“Get the water fixed!”

The United Nations Declaration on the Rights of Indigenous Peoples (UNDRIP), was drafted by the U.N. in 2007.  It recognizes the basic human rights of Indigenous peoples and their right to self-determination. Until now, Canada has done little to ensure that this important declaration has legal standing in this country. That may be about to change with the recent introduction of Bill C-15, United Nations Declaration on the Rights of Indigenous Peoples Act.  When he introduced the Bill, Minister of Justice and Attorney General David Lametti said:

“This legislation is a significant step forward on the shared path to reconciliation for Indigenous and non-Indigenous peoples alike.”

Some history

In 2007, Prime Minister Stephen Harper’s government voted against UNDRIP at the United Nations, changing that to a vote in favour in 2010. But, the government did not take any steps to turn it into Canadian law. In other words, Canada stood for it as a U.N. Declaration while choosing not to take responsibility for giving it any legal teeth at home.

NDP MPP Romeo Saganash introduced a private members’ bill in 2019 to turn UNDRIP into Canadian law. His Bill passed the House of Commons, but was stalled by Conservative members of the Senate who claimed there would be serious economic and legal consequences to the country if it were passed. It died when the 2019 federal election was called.

Despite inaction at the federal level, one province and one territory have taken steps to implement UNDRIP. British Columbia passed Bill 41, Declaration on the Rights of Indigenous Peoples, in December 2019, and implementing the Declaration is part of the mandate of the current government of the Northwest Territories.

Why the opposition?

Opposition to UNDRIP by those who support the ongoing exploitation of Indigenous lands is largely focused on the language of Article 32:

“States shall consult and cooperate in good faith with the indigenous peoples concerned through their own representative institutions in order to obtain their free and informed consent prior to the approval of any project affecting their lands or territories and other resources, particularly in connection with the development, utilization or exploitation of mineral, water or other resources.”

Critics claim this amounts to giving Indigenous peoples veto power over all future land “development” projects. Not so, says Attorney General Lametti, who points out that the Declaration does not contain the word veto. David Chartrand of the Metis National Council calls the claims of opponents “fear-mongering.”

Effective implementation

If passed, Bill C-15 will require the government to produce an action plan for implementation within three years and to ensure that the laws of Canada are consistent with the Declaration’s 46 articles.

Given the scope of those 46 articles, this is a daunting task. Among other things, the Declaration requires that Indigenous peoples have “full enjoyment of all human rights and fundamental freedoms,” be free from discrimination, have the right to self-determination/autonomy/self-government and not be subjected to forced assimilation or forcibly removed from their land or territories. The list also includes rights to cultural and spiritual autonomy, the right to practice traditional medicines while having the right to equal access to public health care, educational rights and much more.

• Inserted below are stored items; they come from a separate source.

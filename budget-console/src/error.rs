//! Error types

use std::path::PathBuf;

use grid_engine::error::{DispatchError, GridError};

/// Console error type
#[derive(Debug, thiserror::Error)]
pub enum ConsoleError {
    #[error("I/O error: {0}")]
    Io(#[from] std::io::Error),

    #[error("Invalid JSON in data file: {0}")]
    Json(#[from] serde_json::Error),

    #[error("Invalid config file {path}: {source}")]
    Config {
        path: PathBuf,
        #[source]
        source: toml::de::Error,
    },

    #[error("Failed to start logger: {0}")]
    Logger(#[from] log::SetLoggerError),

    #[error(transparent)]
    Grid(#[from] GridError),

    #[error(transparent)]
    Dispatch(#[from] DispatchError),

    #[error("Unknown screen '{0}' (see `budget-console screens`)")]
    UnknownScreen(String),

    #[error("Unknown column '{column}' on screen '{screen}'")]
    UnknownColumn { screen: String, column: String },

    #[error("Unknown action '{0}' (expected view, edit, delete, approve or reject)")]
    UnknownAction(String),

    #[error("Unknown log level '{0}'")]
    InvalidLogLevel(String),
}

impl ConsoleError {
    /// Creates a new config parse error.
    pub fn config(path: impl Into<PathBuf>, source: toml::de::Error) -> Self {
        Self::Config {
            path: path.into(),
            source,
        }
    }

    /// Creates a new unknown column error.
    pub fn unknown_column(screen: impl Into<String>, column: impl Into<String>) -> Self {
        Self::UnknownColumn {
            screen: screen.into(),
            column: column.into(),
        }
    }
}

pub type Result<T> = std::result::Result<T, ConsoleError>;
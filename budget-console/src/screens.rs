//! Screen presets.
//!
//! Every list screen of the console is a column set plus a grid
//! configuration over the shared engine. Screens carry no state of their
//! own.

use std::fmt;

use grid_engine::prelude::*;

/// Status vocabularies shared by several screens.
const ACCOUNT_STATUSES: &[(&str, Tone)] = &[
    ("active", Tone::Success),
    ("frozen", Tone::Warning),
    ("closed", Tone::Neutral),
];

const PROJECT_STATUSES: &[(&str, Tone)] = &[
    ("planned", Tone::Info),
    ("active", Tone::Success),
    ("on_hold", Tone::Warning),
    ("completed", Tone::Neutral),
    ("cancelled", Tone::Danger),
];

const WORKFLOW_STATUSES: &[(&str, Tone)] = &[
    ("draft", Tone::Neutral),
    ("active", Tone::Success),
    ("retired", Tone::Warning),
];

const INVOICE_STATUSES: &[(&str, Tone)] = &[
    ("draft", Tone::Neutral),
    ("submitted", Tone::Info),
    ("paid", Tone::Success),
    ("overdue", Tone::Danger),
];

const TRANSFER_STATUSES: &[(&str, Tone)] = &[
    ("pending", Tone::Warning),
    ("approved", Tone::Success),
    ("rejected", Tone::Danger),
    ("completed", Tone::Neutral),
];

const DATE_FORMAT: &str = "%Y-%m-%d";

/// A list screen of the console.
#[derive(Debug, Clone, Copy, PartialEq, Eq)]
pub enum Screen {
    Accounts,
    Projects,
    Workflows,
    Invoices,
    Transfers,
    PendingTransfers,
    InvoiceDocuments,
}

impl Screen {
    pub const ALL: [Screen; 7] = [
        Screen::Accounts,
        Screen::Projects,
        Screen::Workflows,
        Screen::Invoices,
        Screen::Transfers,
        Screen::PendingTransfers,
        Screen::InvoiceDocuments,
    ];

    /// Command-line name.
    pub fn name(self) -> &'static str {
        match self {
            Screen::Accounts => "accounts",
            Screen::Projects => "projects",
            Screen::Workflows => "workflows",
            Screen::Invoices => "invoices",
            Screen::Transfers => "transfers",
            Screen::PendingTransfers => "pending-transfers",
            Screen::InvoiceDocuments => "invoice-documents",
        }
    }

    pub fn from_name(name: &str) -> Option<Self> {
        Self::ALL.into_iter().find(|screen| screen.name() == name)
    }

    /// Title bar text.
    pub fn title(self) -> &'static str {
        match self {
            Screen::Accounts => "Accounts",
            Screen::Projects => "Projects",
            Screen::Workflows => "Approval Workflows",
            Screen::Invoices => "Invoices",
            Screen::Transfers => "Budget Transfers",
            Screen::PendingTransfers => "Pending Transfers",
            Screen::InvoiceDocuments => "Invoice Documents",
        }
    }

    pub fn description(self) -> &'static str {
        match self {
            Screen::Accounts => "Budget accounts and their balances",
            Screen::Projects => "Projects with budget and spend",
            Screen::Workflows => "Approval workflows for transfers",
            Screen::Invoices => "Invoices charged to projects",
            Screen::Transfers => "Budget transfers between accounts",
            Screen::PendingTransfers => "Transfers awaiting approval",
            Screen::InvoiceDocuments => "Documents attached to invoices",
        }
    }

    /// Detail route for a row; `{id}` is replaced with the row id.
    pub fn detail_route(self) -> &'static str {
        match self {
            Screen::Accounts => "/accounts/{id}",
            Screen::Projects => "/projects/{id}",
            Screen::Workflows => "/workflows/{id}",
            Screen::Invoices => "/invoices/{id}",
            Screen::Transfers | Screen::PendingTransfers => "/transfers/{id}",
            Screen::InvoiceDocuments => "/documents/{id}",
        }
    }

    /// Actions the page wires up. Which of them render is still up to the
    /// grid's mode flags.
    pub fn actions(self) -> &'static [ActionKind] {
        match self {
            Screen::PendingTransfers => {
                &[ActionKind::View, ActionKind::Approve, ActionKind::Reject]
            }
            Screen::InvoiceDocuments => &[ActionKind::View, ActionKind::Delete],
            Screen::Workflows => &[ActionKind::View, ActionKind::Edit],
            _ => &[ActionKind::View, ActionKind::Edit, ActionKind::Delete],
        }
    }

    /// Column descriptors.
    pub fn columns(self, currency_symbol: &str) -> ColumnSet<Record> {
        let money = |id: &str, header: &str| {
            Column::field(id, header)
                .render_with(format::currency(currency_symbol, 2))
                .total_format(format::currency_total(currency_symbol, 2))
                .align(Alignment::Right)
                .sortable()
                .sum()
        };
        let date = |id: &str, header: &str| {
            Column::field(id, header)
                .render_with(format::date(DATE_FORMAT))
                .sortable()
        };
        let status = |statuses: &'static [(&'static str, Tone)]| {
            Column::field("status", "Status").render_with(format::status_badge(statuses))
        };
        let id = || Column::field("id", "ID").align(Alignment::Right).sortable();
        let route = self.detail_route();

        let columns = match self {
            Screen::Accounts => vec![
                id(),
                Column::field("code", "Code").width(10),
                Column::field("name", "Name").render_with(format::link(route)).sortable(),
                Column::field("owner", "Owner"),
                money("balance", "Balance"),
                status(ACCOUNT_STATUSES),
            ],
            Screen::Projects => vec![
                id(),
                Column::field("name", "Project").render_with(format::link(route)).sortable(),
                Column::new("account", "Account").accessor("account_name"),
                money("budget", "Budget"),
                money("spent", "Spent"),
                date("start_date", "Start"),
                status(PROJECT_STATUSES),
            ],
            Screen::Workflows => vec![
                id(),
                Column::field("name", "Workflow").render_with(format::link(route)).sortable(),
                Column::field("steps", "Steps").align(Alignment::Right),
                Column::field("approver", "Approver"),
                status(WORKFLOW_STATUSES),
            ],
            Screen::Invoices => vec![
                id(),
                Column::field("number", "Invoice #").render_with(format::link(route)).sortable(),
                Column::field("vendor", "Vendor").sortable(),
                Column::new("project", "Project").accessor("project_name"),
                money("amount", "Amount"),
                date("issued_at", "Issued"),
                date("due_date", "Due"),
                status(INVOICE_STATUSES),
            ],
            Screen::Transfers | Screen::PendingTransfers => vec![
                id(),
                Column::field("reference", "Reference").render_with(format::link(route)),
                Column::new("from", "From").accessor("from_account"),
                Column::new("to", "To").accessor("to_account"),
                money("amount", "Amount"),
                Column::field("requested_by", "Requested by"),
                date("requested_at", "Requested"),
                status(TRANSFER_STATUSES),
            ],
            Screen::InvoiceDocuments => vec![
                id(),
                Column::field("file_name", "File").render_with(format::link(route)),
                Column::new("invoice", "Invoice").accessor("invoice_number"),
                Column::field("size", "Size")
                    .render(|value, _| match value.and_then(Value::as_number) {
                        Some(bytes) => Cell::text(human_size(bytes)),
                        None => Cell::Empty,
                    })
                    .align(Alignment::Right),
                date("uploaded_at", "Uploaded"),
            ],
        };
        ColumnSet::new(columns)
    }

    /// Grid configuration template, without callbacks.
    pub fn config(self) -> GridConfig<Record> {
        let config = GridConfig::new()
            .title(self.title())
            .class_name(self.name())
            .column_selector();
        match self {
            Screen::Accounts => config.footer().actions().empty_message("No accounts yet"),
            Screen::Projects => config.footer().actions().empty_message("No projects found"),
            Screen::Workflows => config.actions().empty_message("No workflows defined"),
            Screen::Invoices => config.footer().actions().empty_message("No invoices found"),
            Screen::Transfers => config.footer().actions().empty_message("No transfers found"),
            Screen::PendingTransfers => config
                .footer()
                .pending()
                .empty_message("Nothing is waiting for approval"),
            Screen::InvoiceDocuments => config
                .documents()
                .empty_message("No documents attached"),
        }
    }
}

impl fmt::Display for Screen {
    fn fmt(&self, f: &mut fmt::Formatter<'_>) -> fmt::Result {
        f.write_str(self.name())
    }
}

fn human_size(bytes: rust_decimal::Decimal) -> String {
    const UNITS: [&str; 4] = ["B", "KB", "MB", "GB"];
    let step = rust_decimal::Decimal::from(1024);
    let mut size = bytes;
    let mut unit = 0;
    while size >= step && unit < UNITS.len() - 1 {
        size /= step;
        unit += 1;
    }
    if unit == 0 {
        format!("{} {}", size.round(), UNITS[unit])
    } else {
        format!("{} {}", size.round_dp(1).normalize(), UNITS[unit])
    }
}

#[cfg(test)]
mod tests {
    use rust_decimal::Decimal;

    use super::*;

    #[test]
    fn test_names_round_trip() {
        for screen in Screen::ALL {
            assert_eq!(Screen::from_name(screen.name()), Some(screen));
        }
        assert_eq!(Screen::from_name("payroll"), None);
    }

    #[test]
    fn test_column_ids_are_unique() {
        for screen in Screen::ALL {
            let columns = screen.columns("$");
            let mut ids = columns.ids();
            let len = ids.len();
            ids.sort();
            ids.dedup();
            assert_eq!(ids.len(), len, "{} has duplicate columns", screen);
        }
    }

    #[test]
    fn test_amount_columns_are_summed() {
        let columns = Screen::Transfers.columns("$");
        assert!(columns.get("amount").unwrap().show_sum);
        assert!(!columns.get("status").unwrap().show_sum);
    }

    #[test]
    fn test_modes() {
        assert_eq!(Screen::PendingTransfers.config().mode(), GridMode::Pending);
        assert_eq!(Screen::InvoiceDocuments.config().mode(), GridMode::Documents);
        assert_eq!(Screen::Transfers.config().mode(), GridMode::Standard);
    }

    #[test]
    fn test_human_size() {
        assert_eq!(human_size(Decimal::from(512)), "512 B");
        assert_eq!(human_size(Decimal::from(1536)), "1.5 KB");
        assert_eq!(human_size(Decimal::from(3 * 1024 * 1024)), "3 MB");
    }
}
//! Command-line surface, grounded on spec.md §6.4 and
//! `original_source/dnsproxy.cpp::main`'s manual `argv` scan, expressed as
//! a `clap` derive per the teacher's `cli.rs`.

use clap::Parser;

#[derive(Parser, Debug)]
#[command(name = "dnsfilterd", about = "Filtering DNS proxy", version)]
pub struct Cli {
    /// Configuration file path (defaults to ./dnsfilterd.ini, then /etc/dnsfilterd.ini)
    #[arg(short = 'c', long = "config")]
    pub config: Option<String>,

    /// Stay in the foreground and log to the console instead of daemonizing
    #[arg(short = 'L', long = "console")]
    pub console: bool,

    /// Raise the debug flag (extra diagnostic logging)
    #[arg(short = 'D', long = "debug")]
    pub debug: bool,

    /// Log the raw bytes of every client-facing query/reply
    #[arg(long = "vcb")]
    pub verbose_client_binary: bool,

    /// Log the raw bytes of every upstream-facing query/reply
    #[arg(long = "vsb")]
    pub verbose_server_binary: bool,

    /// Log every policy SQL statement issued
    #[arg(long = "vdb")]
    pub verbose_database: bool,
}

impl Cli {
    /// Parses `argv`, first normalizing the `-VCB`/`-VSB`/`-VDB` tokens so
    /// they're recognized regardless of case or dash count, per spec.md
    /// §6.4.
    pub fn parse_args() -> Cli {
        Cli::parse_from(normalize_verbosity_flags(std::env::args()))
    }

    /// Folds the `-VCB`/`-VSB`/`-VDB` verbosity flags into the loaded
    /// config's `Logging` group, matching the original's behavior of
    /// incrementing the same counters the INI file sets.
    pub fn apply_overrides(&self, config: &mut crate::config::ConfigFile) {
        if self.verbose_client_binary {
            config.logging.client_binary = 1;
        }
        if self.verbose_server_binary {
            config.logging.server_binary = 1;
        }
        if self.verbose_database {
            config.logging.database = 1;
        }
    }
}

/// Rewrites any case-insensitive, any-dash-count spelling of `vcb`/`vsb`/`vdb`
/// (`-VCB`, `--VCB`, `-vcb`, ...) to the canonical `--vcb`/`--vsb`/`--vdb`
/// clap recognizes, per `original_source/dnsproxy.cpp`'s case-insensitive
/// `argv` scan for these three tokens. Every other argument passes through
/// untouched.
fn normalize_verbosity_flags<I: IntoIterator<Item = String>>(args: I) -> Vec<String> {
    args.into_iter()
        .map(|arg| {
            if !arg.starts_with('-') {
                return arg;
            }
            match arg.trim_start_matches('-').to_ascii_lowercase().as_str() {
                "vcb" => "--vcb".to_string(),
                "vsb" => "--vsb".to_string(),
                "vdb" => "--vdb".to_string(),
                _ => arg,
            }
        })
        .collect()
}

#[cfg(test)]
mod tests {
    use super::*;

    #[test]
    fn normalizes_case_and_dash_count() {
        let normalized = normalize_verbosity_flags(
            ["dnsfilterd", "-VCB", "--VSB", "-vdb"].iter().map(|s| s.to_string()),
        );
        assert_eq!(normalized, vec!["dnsfilterd", "--vcb", "--vsb", "--vdb"]);
    }

    #[test]
    fn leaves_other_arguments_untouched() {
        let normalized =
            normalize_verbosity_flags(["dnsfilterd", "-c", "dnsfilterd.ini"].iter().map(|s| s.to_string()));
        assert_eq!(normalized, vec!["dnsfilterd", "-c", "dnsfilterd.ini"]);
    }
}
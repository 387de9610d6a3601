//! Structured logging setup, adapted from the teacher's `logging.rs`
//! (`tracing-subscriber` + `EnvFilter`) with the OTEL export layer dropped —
//! this system has no collector to send to — and a hex-dump helper for the
//! `-VCB`/`-VSB`/`-VDB` binary logging switches from spec.md §6.4.

use tracing_subscriber::EnvFilter;

/// Installs the global tracing subscriber. `debug` raises the default
/// level the way `-D` raises `g_debug` in the original.
pub fn init(debug: bool) {
    let default_level = if debug { "debug" } else { "info" };
    let filter = EnvFilter::try_from_default_env().unwrap_or_else(|_| EnvFilter::new(default_level));

    tracing_subscriber::fmt()
        .with_env_filter(filter)
        .with_target(true)
        .init();
}

/// Renders `data` as a `Logger::LogBinary`-style hex dump: offset, 16 bytes
/// in hex, then their printable ASCII rendering.
pub fn hexdump(data: &[u8]) -> String {
    let mut out = String::new();
    for (row, chunk) in data.chunks(16).enumerate() {
        let hex_bytes: Vec<String> = chunk.iter().map(|b| hex::encode([*b])).collect();
        let hex = hex_bytes.join(" ");
        let ascii: String = chunk
            .iter()
            .map(|byte| if byte.is_ascii_graphic() || *byte == b' ' { *byte as char } else { '.' })
            .collect();
        out.push_str(&format!("{:04x}  {:<48}  {}\n", row * 16, hex, ascii));
    }
    out
}

#[cfg(test)]
mod tests {
    use super::*;

    #[test]
    fn hexdump_renders_printable_ascii() {
        let dump = hexdump(b"hello");
        assert!(dump.contains("68 65 6c 6c 6f"));
        assert!(dump.contains("hello"));
    }

    #[test]
    fn hexdump_escapes_non_printable_bytes() {
        let dump = hexdump(&[0x00, 0x01, 0xff]);
        assert!(dump.contains("..."));
    }
}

Soon-to-retire Senator Murray Sinclair, who previously chaired the Truth and Reconciliation Commission, welcomes UNDRIP as having the potential to change the relationship between the federal government and Indigenous peoples to one founded in rights, but he is also critical of Canada’s past and present governments for their ongoing lack of meaningful action:

“There are still far too many things this government is doing to diminish the position and rights of Indigenous peoples.”

“We’re just ghosts”

One day before Attorney General Lametti and Minister of Crown Indigenous Relations Carolyn Bennett introduced Bill C-15 on December 3rd, Indigenous Services Minister Marc Miller admitted that the government will not be able to meet its commitment to lift all long-term drinking water advisories on Indigenous lands and territories by March 31, 2021:

“While there have been many reasons for the delay, I want to state as clearly as possible that, ultimately, I bear the responsibility for this and I have the . . . duty to get this done.”

Miller and his government should listen to nine-year-old Bedahbun (Bee) Moonias, who lives on the Neskantaga First Nation in northern Ontario. She has never had the pleasure of turning on the tap at her home, filling a glass with water and drinking it. Her First Nation, just one of the 61 across the country with boil water advisories, has the dubious honour of having the longest standing one: 25 years. She and the 300 other residents of her community are presently housed in a Thunder Bay hotel, 450 kilometres from their homes, because there is no water on their First Nation that is safe to use for any purpose.

Bee says:

“Sometimes I feel like we don’t exist. Like we’re just ghosts and we’re put in a drawer, in a box. We’re suffering in that box with no clean water.”

Bee misses her home because “it’s a good place” and wants to get back there. That doesn’t seem to be an unreasonable request, the honouring of which would make Bill C-15 more than a symbolic gesture.